I am ditching this broken piece of trash for good,.

My god, I don't even know where to begin. As a UX manager to begin with, there is ZERO chance the product team at Evernote isn't fully aware that they are releasing completely useless, bug-riddled trash whenever they push out an update.

Let's see, in half an hour today I found 4 or 5 notes that will not open on the Android app. All I get is a blank page whenever I try and view the contents. One or two of these are OFFLINE notes. The Android app is unbearably slow.

Aside from that, I edited a note today that is VERY long (been working on this file for weeks), Now when I log into Evernote there are 4 copies of the SAME file, each with different versions of itself, all conflicted, with no chance of me being able to decipher which of these files has which parts I edited today. Now I have to manually dig through this file in order to pick out the unique and most up-to-date parts of it.
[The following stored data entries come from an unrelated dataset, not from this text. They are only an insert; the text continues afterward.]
//! Configuration loading and typed config structures for Hexarena.
//!
//! The canonical configuration lives in `hexarena-config.yaml`. Every field
//! has a default, so an empty file (or no file) yields a playable battle.
//!
//! Environment variables override YAML values:
//! - `HEXARENA_SEED` overrides `arena.seed`

use std::path::Path;

use hexarena_world::ItemConfig;
use serde::Deserialize;

/// Errors that can occur when loading configuration.
#[derive(Debug, thiserror::Error)]
pub enum ConfigError {
    /// Failed to read the configuration file from disk.
    #[error("failed to read config file: {source}")]
    Io {
        /// The underlying I/O error.
        #[from]
        source: std::io::Error,
    },

    /// Failed to parse YAML content.
    #[error("failed to parse config YAML: {source}")]
    Yaml {
        /// The underlying YAML parse error.
        source: serde_yml::Error,
    },
}

impl From<serde_yml::Error> for ConfigError {
    fn from(source: serde_yml::Error) -> Self {
        Self::Yaml { source }
    }
}

/// Top-level configuration.
#[derive(Debug, Clone, Default, PartialEq, Eq, Deserialize)]
pub struct ArenaConfig {
    /// Grid, seed and timing.
    #[serde(default)]
    pub arena: BattleConfig,

    /// Combat, prediction and attrition rules.
    #[serde(default)]
    pub combat: CombatConfig,

    /// Loot rules.
    #[serde(default)]
    pub items: ItemsConfig,

    /// Skill rules.
    #[serde(default)]
    pub skills: SkillsConfig,

    /// Alliance rules.
    #[serde(default)]
    pub alliance: AllianceConfig,

    /// Logging output.
    #[serde(default)]
    pub logging: LoggingConfig,
}

impl ArenaConfig {
    /// Load configuration from a YAML file.
    ///
    /// # Errors
    ///
    /// Returns [`ConfigError::Io`] if the file cannot be read, or
    /// [`ConfigError::Yaml`] if the content is not valid YAML.
    pub fn from_file(path: &Path) -> Result<Self, ConfigError> {
        let contents = std::fs::read_to_string(path)?;
        Self::parse(&contents)
    }

    /// Parse configuration from a YAML string.
    ///
    /// # Errors
    ///
    /// Returns [`ConfigError::Yaml`] if the string is not valid YAML.
    pub fn parse(yaml: &str) -> Result<Self, ConfigError> {
        let mut config: Self = if yaml.trim().is_empty() {
            Self::default()
        } else {
            serde_yml::from_str(yaml)?
        };
        config.apply_env_overrides();
        Ok(config)
    }

    fn apply_env_overrides(&mut self) {
        if let Some(seed) = std::env::var("HEXARENA_SEED")
            .ok()
            .and_then(|v| v.parse::<u64>().ok())
        {
            self.arena.seed = seed;
        }
    }

    /// Loot rules in the form the item subsystem consumes.
    pub const fn item_config(&self) -> ItemConfig {
        ItemConfig {
            ration_heal_min: self.items.ration_heal_min,
            ration_heal_max: self.items.ration_heal_max,
            trap_damage: self.items.trap_damage,
            min_spawn: self.items.min_spawn,
            max_spawn: self.items.max_spawn,
            weapon_epochs: self.items.weapon_epochs,
            shield_epochs: self.items.shield_epochs,
            oracle_epochs: self.items.oracle_epochs,
        }
    }
}

/// Grid, seed and timing.
#[derive(Debug, Clone, PartialEq, Eq, Deserialize)]
pub struct BattleConfig {
    /// Hex grid radius.
    #[serde(default = "default_grid_radius")]
    pub grid_radius: u32,

    /// Random seed for reproducibility.
    #[serde(default = "default_seed")]
    pub seed: u64,

    /// Real-time milliseconds between epochs.
    #[serde(default = "default_epoch_interval_ms")]
    pub epoch_interval_ms: u64,

    /// Milliseconds an agent has to decide before falling back.
    #[serde(default = "default_decision_timeout_ms")]
    pub decision_timeout_ms: u64,

    /// Safety cap on epochs per battle.
    #[serde(default = "default_max_epochs")]
    pub max_epochs: u64,

    /// Consecutive market outages the runner rides out before giving up.
    #[serde(default = "default_max_market_failures")]
    pub max_market_failures: u32,
}

impl Default for BattleConfig {
    fn default() -> Self {
        Self {
            grid_radius: default_grid_radius(),
            seed: default_seed(),
            epoch_interval_ms: default_epoch_interval_ms(),
            decision_timeout_ms: default_decision_timeout_ms(),
            max_epochs: default_max_epochs(),
            max_market_failures: default_max_market_failures(),
        }
    }
}

/// Combat, prediction and attrition rules.
#[derive(Debug, Clone, PartialEq, Eq, Deserialize)]
pub struct CombatConfig {
    /// HP lost per epoch, in percent of current HP (minimum 1 HP).
    #[serde(default = "default_bleed_percent")]
    pub bleed_percent: u32,

    /// HP paid to defend, in percent of current HP.
    #[serde(default = "default_defend_cost_percent")]
    pub defend_cost_percent: u32,

    /// Lowest prediction stake, in percent of HP.
    #[serde(default = "default_min_stake_percent")]
    pub min_stake_percent: u32,

    /// Highest prediction stake, in percent of HP.
    #[serde(default = "default_max_stake_percent")]
    pub max_stake_percent: u32,

    /// HP lost per epoch on a storm tile.
    #[serde(default = "default_storm_damage")]
    pub storm_damage: u32,

    /// Whether attacks need the target on an adjacent tile.
    #[serde(default = "default_true")]
    pub require_adjacent_attack: bool,

    /// Stake multiplier when attacking an ally.
    #[serde(default = "default_betrayal_multiplier")]
    pub betrayal_multiplier: u32,
}

impl Default for CombatConfig {
    fn default() -> Self {
        Self {
            bleed_percent: default_bleed_percent(),
            defend_cost_percent: default_defend_cost_percent(),
            min_stake_percent: default_min_stake_percent(),
            max_stake_percent: default_max_stake_percent(),
            storm_damage: default_storm_damage(),
            require_adjacent_attack: true,
            betrayal_multiplier: default_betrayal_multiplier(),
        }
    }
}

/// Loot rules.
#[derive(Debug, Clone, PartialEq, Eq, Deserialize)]
pub struct ItemsConfig {
    /// Smallest ration heal.
    #[serde(default = "default_ration_heal_min")]
    pub ration_heal_min: u32,

    /// Largest ration heal.
    #[serde(default = "default_ration_heal_max")]
    pub ration_heal_max: u32,

    /// Trap damage.
    #[serde(default = "default_trap_damage")]
    pub trap_damage: u32,

    /// Attack stake bonus per weapon buff, in percent.
    #[serde(default = "default_weapon_bonus_percent")]
    pub weapon_bonus_percent: u32,

    /// Fewest items spawned per epoch.
    #[serde(default = "default_min_spawn")]
    pub min_spawn: u32,

    /// Most items spawned per epoch.
    #[serde(default = "default_max_spawn")]
    pub max_spawn: u32,

    /// Weapon buff duration.
    #[serde(default = "default_weapon_epochs")]
    pub weapon_epochs: u32,

    /// Shield buff duration.
    #[serde(default = "default_shield_epochs")]
    pub shield_epochs: u32,

    /// Oracle buff duration.
    #[serde(default = "default_oracle_epochs")]
    pub oracle_epochs: u32,
}

impl Default for ItemsConfig {
    fn default() -> Self {
        Self {
            ration_heal_min: default_ration_heal_min(),
            ration_heal_max: default_ration_heal_max(),
            trap_damage: default_trap_damage(),
            weapon_bonus_percent: default_weapon_bonus_percent(),
            min_spawn: default_min_spawn(),
            max_spawn: default_max_spawn(),
            weapon_epochs: default_weapon_epochs(),
            shield_epochs: default_shield_epochs(),
            oracle_epochs: default_oracle_epochs(),
        }
    }
}

/// Skill rules.
#[derive(Debug, Clone, PartialEq, Eq, Deserialize)]
pub struct SkillsConfig {
    /// Epochs a skill stays unavailable after use.
    #[serde(default = "default_skill_cooldown")]
    pub cooldown_epochs: u32,
}

impl Default for SkillsConfig {
    fn default() -> Self {
        Self {
            cooldown_epochs: default_skill_cooldown(),
        }
    }
}

/// Alliance rules.
#[derive(Debug, Clone, PartialEq, Eq, Deserialize)]
pub struct AllianceConfig {
    /// Epochs an alliance lasts.
    #[serde(default = "default_alliance_epochs")]
    pub duration_epochs: u32,
}

impl Default for AllianceConfig {
    fn default() -> Self {
        Self {
            duration_epochs: default_alliance_epochs(),
        }
    }
}

/// Log output format.
#[derive(Debug, Clone, Copy, Default, PartialEq, Eq, Deserialize)]
#[serde(rename_all = "lowercase")]
pub enum LogFormat {
    /// Human-readable output.
    #[default]
    Pretty,
    /// One JSON object per line.
    Json,
}

/// Logging configuration.
#[derive(Debug, Clone, PartialEq, Eq, Deserialize)]
pub struct LoggingConfig {
    /// Default filter when `RUST_LOG` is unset.
    #[serde(default = "default_log_level")]
    pub level: String,

    /// Output format.
    #[serde(default)]
    pub format: LogFormat,
}

impl Default for LoggingConfig {
    fn default() -> Self {
        Self {
            level: default_log_level(),
            format: LogFormat::Pretty,
        }
    }
}

// ---------------------------------------------------------------------------
// Defaults
// ---------------------------------------------------------------------------

const fn default_grid_radius() -> u32 {
    3
}
const fn default_seed() -> u64 {
    42
}
const fn default_epoch_interval_ms() -> u64 {
    1000
}
const fn default_decision_timeout_ms() -> u64 {
    5000
}
const fn default_max_epochs() -> u64 {
    100
}
const fn default_max_market_failures() -> u32 {
    10
}
const fn default_bleed_percent() -> u32 {
    hexarena_agents::combat::DEFAULT_BLEED_PERCENT
}
const fn default_defend_cost_percent() -> u32 {
    hexarena_agents::combat::DEFAULT_DEFEND_COST_PERCENT
}
const fn default_min_stake_percent() -> u32 {
    5
}
const fn default_max_stake_percent() -> u32 {
    50
}
const fn default_storm_damage() -> u32 {
    50
}
const fn default_true() -> bool {
    true
}
const fn default_betrayal_multiplier() -> u32 {
    2
}
const fn default_ration_heal_min() -> u32 {
    50
}
const fn default_ration_heal_max() -> u32 {
    150
}
const fn default_trap_damage() -> u32 {
    100
}
const fn default_weapon_bonus_percent() -> u32 {
    25
}
const fn default_min_spawn() -> u32 {
    1
}
const fn default_max_spawn() -> u32 {
    3
}
const fn default_weapon_epochs() -> u32 {
    3
}
const fn default_shield_epochs() -> u32 {
    2
}
const fn default_oracle_epochs() -> u32 {
    1
}
const fn default_skill_cooldown() -> u32 {
    hexarena_agents::SKILL_COOLDOWN_EPOCHS
}
const fn default_alliance_epochs() -> u32 {
    hexarena_agents::alliance::DEFAULT_ALLIANCE_EPOCHS
}
fn default_log_level() -> String {
    String::from("info")
}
This is flat out unacceptable.

Aside from the fact that the Evernote text editor is the absolute text editing tool in the HISTORY of text editing tools ever created, and the fact this app is so riddled with bugs and horrible user experiences, I am ditching it and I will never pay for this service again.

Evernote continues to be my #1 example for every "What is the example of a company with the WORST User Experience you've ever seen?”

There's no contest that Evernote wins that contest every time.

I am sure there are a lot of "fan boys" who will jump all over me for saying these things, but I don't care. If this company had any concerns for their users they would not issue such a garbage product to us.

I am simply looking for alternatives to migrate away from Evernote over the next few months so I can uninstall and shut it down for good!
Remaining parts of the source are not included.